Quantitative validation: “Analogous universality (levels 2-4) accounts for 60-75% of feature space in typical model pairs”
Calibrated universality scales allowing statement like: “SVCCA=0.65 corresponds to ~70% true feature overlap”
Benchmark suite enabling standardized comparison of future universality research

8. Methodological Alignment

Implementation Overview

This research direction focuses on unifying and extending the methodologies from both papers into a comprehensive toolkit for studying feature universality. We implement standardized protocols and shared infrastructure.

Detailed Implementation Steps

Task 8.1: Unified Feature Matching Pipeline

Develop a single pipeline that implements all feature matching methods:

Module 1: Ground-Truth Matching (for synthetic data)
- Input: SAE decoder W, ground-truth features D, correspondence matrix C
- Output: Ground-truth MCC, recall, precision using known correspondences
Module 2: Activation Correlation Matching (from universality paper)
- Input: SAE₁ activations A₁, SAE₂ activations A₂ on shared dataset
- Process: Compute correlation matrix, apply highest-correlation matching or Hungarian algorithm
- Output: Correlation-based feature pairs, mean correlation score
Module 3: Semantic Similarity Matching (from universality paper’s semantic subspace experiments)
- Input: SAE features with top-k activating tokens, semantic category keywords
- Process: Match features that share keywords in top-k tokens
- Output: Semantically matched feature pairs with category labels
Module 4: Geometric Matching (new contribution)
- Input: SAE₁ decoder W₁, SAE₂ decoder W₂
- Process: Use SVCCA or learned transformations to find geometric correspondences
- Output: Geometrically matched feature pairs with alignment quality scores

Make all modules interoperable: output of one module can be input to validation steps in another.

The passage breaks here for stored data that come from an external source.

//! Lead workbench: capture, qualify, and convert leads.

use crate::notifications::{Notification, NotificationAction, NotificationLevel, Notifications};
use crate::state::LoadState;
use chrono::Utc;
use dealflow_core::{
    validate_lead_draft, Contact, ContactDraft, CrmResult, Lead, LeadDraft, LeadFilter, LeadStatus,
    RecordId,
};
use dealflow_storage::RecordStore;
use std::sync::Arc;
use tracing::{debug, warn};

/// Per-status headcounts for the stat row above the table.
#[derive(Debug, Clone, Copy, PartialEq, Eq, Default)]
pub struct LeadStatusCounts {
    pub new: usize,
    pub contacted: usize,
    pub qualified: usize,
    pub unqualified: usize,
}

impl LeadStatusCounts {
    pub fn total(&self) -> usize {
        self.new + self.contacted + self.qualified + self.unqualified
    }

    /// Qualified share of all leads, rounded to whole percent.
    pub fn qualification_rate(&self) -> u32 {
        let total = self.total();
        if total == 0 {
            return 0;
        }
        ((self.qualified as f64 / total as f64) * 100.0).round() as u32
    }
}

/// Owns the fetched lead collection plus the active filter.
pub struct LeadWorkbench {
    store: Arc<dyn RecordStore>,
    state: LoadState,
    leads: Vec<Lead>,
    filter: LeadFilter,
    notifications: Notifications,
}

impl LeadWorkbench {
    pub fn new(store: Arc<dyn RecordStore>) -> Self {
        Self {
            store,
            state: LoadState::Loading,
            leads: Vec::new(),
            filter: LeadFilter::default(),
            notifications: Notifications::default(),
        }
    }

    pub async fn load(&mut self) {
        self.state = LoadState::Loading;
        match self.store.lead_list().await {
            Ok(leads) => {
                debug!(leads = leads.len(), "leads loaded");
                self.leads = leads;
                self.state = LoadState::Ready;
            }
            Err(err) => {
                warn!(%err, "lead load failed");
                self.state = LoadState::Failed("Failed to load leads".to_string());
                self.notifications.push(
                    Notification::new(NotificationLevel::Error, "Failed to load leads")
                        .with_action(NotificationAction::Retry),
                );
            }
        }
    }

    pub async fn reload(&mut self) {
        self.load().await;
    }

    pub fn state(&self) -> &LoadState {
        &self.state
    }

    pub fn leads(&self) -> &[Lead] {
        &self.leads
    }

    pub fn notifications(&mut self) -> &mut Notifications {
        &mut self.notifications
    }

    pub fn set_filter(&mut self, filter: LeadFilter) {
        self.filter = filter;
    }

    /// The filtered view of the collection, recomputed on demand.
    pub fn visible(&self) -> Vec<&Lead> {
        self.filter.apply(&self.leads)
    }

    /// Status counts over the whole collection, not the filtered view.
    pub fn status_counts(&self) -> LeadStatusCounts {
        let mut counts = LeadStatusCounts::default();
        for lead in &self.leads {
            match lead.status {
                LeadStatus::New => counts.new += 1,
                LeadStatus::Contacted => counts.contacted += 1,
                LeadStatus::Qualified => counts.qualified += 1,
                LeadStatus::Unqualified => counts.unqualified += 1,
            }
        }
        counts
    }

    /// Create a lead from a validated draft. Invalid drafts never reach
    /// the store.
    pub async fn create_lead(&mut self, draft: &LeadDraft) -> CrmResult<Lead> {
        validate_lead_draft(draft)?;
        match self.store.lead_create(draft).await {
            Ok(lead) => {
                self.leads.push(lead.clone());
                self.notifications.push(Notification::new(
                    NotificationLevel::Success,
                    "Lead created successfully",
                ));
                Ok(lead)
            }
            Err(err) => {
                warn!(%err, "lead create failed");
                self.notifications
                    .push(Notification::new(NotificationLevel::Error, "Failed to create lead"));
                Err(err)
            }
        }
    }

    /// Move a lead through the qualification pipeline. Unknown ids are a
    /// no-op, mirroring the board's move semantics.
    pub async fn set_status(&mut self, lead_id: RecordId, status: LeadStatus) -> CrmResult<()> {
        let Some(lead) = self.leads.iter().find(|l| l.id == lead_id).cloned() else {
            debug!(lead_id, "status change requested for unknown lead");
            return Ok(());
        };
        if lead.status == status {
            return Ok(());
        }
        let replacement = lead.with_status(status, Utc::now());
        match self.store.lead_update(&replacement).await {
            Ok(saved) => {
                if let Some(slot) = self.leads.iter_mut().find(|l| l.id == saved.id) {
                    *slot = saved;
                }
                self.notifications
                    .push(Notification::new(NotificationLevel::Success, "Lead status updated"));
                Ok(())
            }
            Err(err) => {
                warn!(lead_id, %err, "lead status change failed");
                self.notifications.push(Notification::new(
                    NotificationLevel::Error,
                    "Failed to update lead status",
                ));
                Err(err)
            }
        }
    }

    /// Convert a lead into a contact: create the contact from the lead's
    /// fields, then delete the lead. If contact creation fails the lead is
    /// untouched; if only the delete fails the contact exists and the lead
    /// remains until the next successful delete.
    pub async fn convert_to_contact(&mut self, lead_id: RecordId) -> CrmResult<Option<Contact>> {
        let Some(lead) = self.leads.iter().find(|l| l.id == lead_id).cloned() else {
            return Ok(None);
        };

        let draft = ContactDraft::from_lead(&lead);
        let contact = match self.store.contact_create(&draft).await {
            Ok(contact) => contact,
            Err(err) => {
                warn!(lead_id, %err, "lead conversion failed at contact create");
                self.notifications
                    .push(Notification::new(NotificationLevel::Error, "Failed to convert lead"));
                return Err(err);
            }
        };

        match self.store.lead_delete(lead_id).await {
            Ok(()) => {
                self.leads.retain(|l| l.id != lead_id);
                self.notifications.push(Notification::new(
                    NotificationLevel::Success,
                    format!("{} converted to contact successfully", lead.name),
                ));
                Ok(Some(contact))
            }
            Err(err) => {
                warn!(lead_id, %err, "lead conversion failed at lead delete");
                self.notifications
                    .push(Notification::new(NotificationLevel::Error, "Failed to convert lead"));
                Err(err)
            }
        }
    }

    /// Delete a lead outright.
    pub async fn delete_lead(&mut self, lead_id: RecordId) -> CrmResult<()> {
        match self.store.lead_delete(lead_id).await {
            Ok(()) => {
                self.leads.retain(|l| l.id != lead_id);
                self.notifications
                    .push(Notification::new(NotificationLevel::Success, "Lead deleted"));
                Ok(())
            }
            Err(err) => {
                warn!(lead_id, %err, "lead delete failed");
                self.notifications
                    .push(Notification::new(NotificationLevel::Error, "Failed to delete lead"));
                Err(err)
            }
        }
    }
}

#[cfg(test)]
mod tests {
    use super::*;
    use dealflow_core::LeadSource;
    use dealflow_test_utils::{lead, lead_draft, InMemoryStore};

    fn workbench_with(leads: Vec<Lead>) -> (LeadWorkbench, Arc<InMemoryStore>) {
        let store = Arc::new(InMemoryStore::new());
        for l in leads {
            store.seed_lead(l);
        }
        (LeadWorkbench::new(store.clone()), store)
    }

    #[tokio::test]
    async fn test_status_counts_and_qualification_rate() {
        let (mut wb, _store) = workbench_with(vec![
            lead(1, "Sarah Johnson", LeadStatus::New),
            lead(2, "Michael Chen", LeadStatus::Qualified),
            lead(3, "David Kim", LeadStatus::Qualified),
            lead(4, "Emma Wilson", LeadStatus::Contacted),
        ]);
        wb.load().await;

        let counts = wb.status_counts();
        assert_eq!(counts.new, 1);
        assert_eq!(counts.qualified, 2);
        assert_eq!(counts.total(), 4);
        assert_eq!(counts.qualification_rate(), 50);
    }

    #[tokio::test]
    async fn test_filter_narrows_visible_not_counts() {
        let (mut wb, _store) = workbench_with(vec![
            lead(1, "Sarah Johnson", LeadStatus::New),
            lead(2, "Michael Chen", LeadStatus::Qualified),
        ]);
        wb.load().await;
        wb.set_filter(LeadFilter {
            status: Some(LeadStatus::Qualified),
            ..Default::default()
        });

        assert_eq!(wb.visible().len(), 1);
        assert_eq!(wb.status_counts().total(), 2);
    }

    #[tokio::test]
    async fn test_set_status_persists_and_updates_local() {
        let (mut wb, store) = workbench_with(vec![lead(1, "Sarah Johnson", LeadStatus::New)]);
        wb.load().await;

        wb.set_status(1, LeadStatus::Contacted).await.unwrap();
        assert_eq!(wb.leads()[0].status, LeadStatus::Contacted);
        assert_eq!(
            store.lead_get(1).await.unwrap().unwrap().status,
            LeadStatus::Contacted
        );
    }

    #[tokio::test]
    async fn test_set_status_unknown_lead_is_noop() {
        let (mut wb, _store) = workbench_with(vec![lead(1, "Sarah Johnson", LeadStatus::New)]);
        wb.load().await;
        assert!(wb.set_status(99, LeadStatus::Qualified).await.is_ok());
        assert_eq!(wb.leads()[0].status, LeadStatus::New);
    }

    #[tokio::test]
    async fn test_convert_creates_contact_and_deletes_lead() {
        let (mut wb, store) = workbench_with(vec![lead(1, "Sarah Johnson", LeadStatus::Qualified)]);
        wb.load().await;

        let contact = wb.convert_to_contact(1).await.unwrap().unwrap();
        assert_eq!(contact.name, "Sarah Johnson");
        assert_eq!(contact.lead_source, Some(LeadSource::Website));
        assert_eq!(store.lead_get(1).await.unwrap(), None);
        assert_eq!(store.contact_count(), 1);
        assert!(wb.leads().is_empty());
    }

    #[tokio::test]
    async fn test_convert_unknown_lead_is_noop() {
        let (mut wb, store) = workbench_with(vec![lead(1, "Sarah Johnson", LeadStatus::New)]);
        wb.load().await;
        assert_eq!(wb.convert_to_contact(99).await.unwrap(), None);
        assert_eq!(store.contact_count(), 0);
    }

    #[tokio::test]
    async fn test_create_lead_invalid_email_never_hits_store() {
        let (mut wb, store) = workbench_with(vec![]);
        wb.load().await;

        let mut draft = lead_draft("Sarah Johnson");
        draft.email = "not-an-email".to_string();
        assert!(wb.create_lead(&draft).await.is_err());
        assert_eq!(store.lead_count(), 0);
    }

    #[tokio::test]
    async fn test_delete_lead_removes_local() {
        let (mut wb, store) = workbench_with(vec![lead(1, "Sarah Johnson", LeadStatus::New)]);
        wb.load().await;

        wb.delete_lead(1).await.unwrap();
        assert!(wb.leads().is_empty());
        assert_eq!(store.lead_count(), 0);
    }
}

Task 8.2: Comprehensive Similarity Metrics Library

Implement all similarity metrics from both papers plus extensions:

Reconstruction Metrics:
- Explained Variance (R²)
- Mean Squared Error (MSE)
- Per-feature reconstruction quality
Feature Recovery Metrics (from SynthSAEBench):
- Mean Correlation Coefficient (MCC) via Hungarian matching
- Feature Uniqueness
- Precision, Recall, F1 per feature and aggregated
Representational Similarity Metrics (from universality paper):
- SVCCA with configurable dimensionality reduction
- RSA with configurable inner/outer similarity functions
- Mean activation correlation
Geometric Metrics (new):
- Angular similarity distributions
- Distance preservation scores
- Neighborhood preservation (k-NN consistency)
Semantic Metrics (from universality paper’s semantic experiments):
- Category coherence scores
- Semantic subspace SVCCA
- Cross-category separation scores

Provide implementations in both PyTorch and NumPy for maximum compatibility.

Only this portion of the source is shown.